**Items from a dataset**
┏━━
//! Deterministic random number generation.
//!
//! Randomness only enters a game in two places: the coin toss that picks
//! the first player, and the search's fallback when no candidate move is
//! scored. Both draw from a seeded `GameRng`, so a whole game replays
//! identically from the same seed.
//!
//! ```
//! use dots_and_boxes::core::GameRng;
//!
//! let mut rng1 = GameRng::new(42);
//! let mut rng2 = GameRng::new(42);
//! assert_eq!(rng1.coin_toss(), rng2.coin_toss());
//!
//! // Forks are independent but still deterministic.
//! let mut fork1 = rng1.fork();
//! let mut fork2 = rng2.fork();
//! assert_eq!(fork1.coin_toss(), fork2.coin_toss());
//! ```

use rand::{Rng, SeedableRng};
use rand_chacha::ChaCha8Rng;
use serde::{Deserialize, Serialize};

use super::player::PlayerId;

/// Deterministic RNG backed by ChaCha8.
#[derive(Clone, Debug)]
pub struct GameRng {
    inner: ChaCha8Rng,
    seed: u64,
    fork_counter: u64,
}

impl GameRng {
    /// Create a new RNG with the given seed.
    #[must_use]
    pub fn new(seed: u64) -> Self {
        Self {
            inner: ChaCha8Rng::seed_from_u64(seed),
            seed,
            fork_counter: 0,
        }
    }

    /// The seed this stream was created from.
    #[must_use]
    pub fn seed(&self) -> u64 {
        self.seed
    }

    /// Fork this RNG to create an independent branch.
    ///
    /// Each fork produces a different but deterministic sequence. The game
    /// hands a fork to every search player so their fallbacks do not
    /// perturb the coin toss stream.
    #[must_use]
    pub fn fork(&mut self) -> Self {
        self.fork_counter += 1;
        let fork_seed = self.seed.wrapping_add(self.fork_counter.wrapping_mul(0x9E3779B97F4A7C15));
        Self {
            inner: ChaCha8Rng::seed_from_u64(fork_seed),
            seed: fork_seed,
            fork_counter: 0,
        }
    }

    /// Fair coin toss: heads means A starts, tails means B starts.
    pub fn coin_toss(&mut self) -> PlayerId {
        if self.inner.gen_bool(0.5) {
            PlayerId::A
        } else {
            PlayerId::B
        }
    }

    /// Uniform pick from `slice`; `None` when empty.
    #[must_use]
    pub fn choose<'a, T>(&mut self, slice: &'a [T]) -> Option<&'a T> {
        use rand::seq::SliceRandom;
        slice.choose(&mut self.inner)
    }

    /// Snapshot of the stream position.
    #[must_use]
    pub fn state(&self) -> GameRngState {
        GameRngState {
            seed: self.seed,
            word_pos: self.inner.get_word_pos(),
            fork_counter: self.fork_counter,
        }
    }

    /// Resume a stream from a snapshot.
    #[must_use]
    pub fn from_state(state: &GameRngState) -> Self {
        let mut inner = ChaCha8Rng::seed_from_u64(state.seed);
        inner.set_word_pos(state.word_pos);
        Self {
            inner,
            seed: state.seed,
            fork_counter: state.fork_counter,
        }
    }
}

/// Where a [`GameRng`] stream stands, for saving alongside a game.
#[derive(Clone, Debug, PartialEq, Eq, Serialize, Deserialize)]
pub struct GameRngState {
    pub seed: u64,
    /// Position in the ChaCha8 keystream.
    pub word_pos: u128,
    pub fork_counter: u64,
}
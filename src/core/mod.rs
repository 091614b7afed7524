//! Core engine types: players, RNG, errors.
//!
//! Everything here is independent of board geometry.

pub mod error;
pub mod player;
pub mod rng;

pub use error::MoveError;
pub use player::{PlayerId, PlayerMap};
pub use rng::{GameRng, GameRngState};
//! Depth-limited minimax for the automated player.
//!
//! ## Overview
//!
//! - The depth is chosen per move so that roughly `node_budget` leaves are
//!   scored, whatever the board size (see [`search_depth`]).
//! - Positions are scored by raw box margin; there is no heuristic.
//! - By default the mover alternates every ply inside the tree, even after
//!   a box is completed. [`TurnModel::ExtraTurn`] grants the simulated extra
//!   turn instead.
//!
//! ## Usage
//!
//! ```rust
//! use dots_and_boxes::board::BoardState;
//! use dots_and_boxes::core::PlayerId;
//! use dots_and_boxes::search::{MinimaxSearch, SearchConfig};
//!
//! let mut board = BoardState::new(3, 3);
//! let mut search = MinimaxSearch::new(SearchConfig::default().with_node_budget(500));
//!
//! let outcome = search.play_move(&mut board, PlayerId::A).unwrap();
//! assert_eq!(board.open_move_count(), board.edge_count() - 1);
//! println!("played {} after {} nodes", outcome.edge, search.stats().nodes);
//! ```

pub mod config;
pub mod minimax;
pub mod stats;

pub use config::{SearchConfig, TurnModel};
pub use minimax::{search_depth, MinimaxSearch};
pub use stats::SearchStats;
┗━━
**EXERCISE OBJECTIVE**
Across the entries above, count the lines with the word "choose" and report that count by itself.

**EXERCISE RESPONSE**
2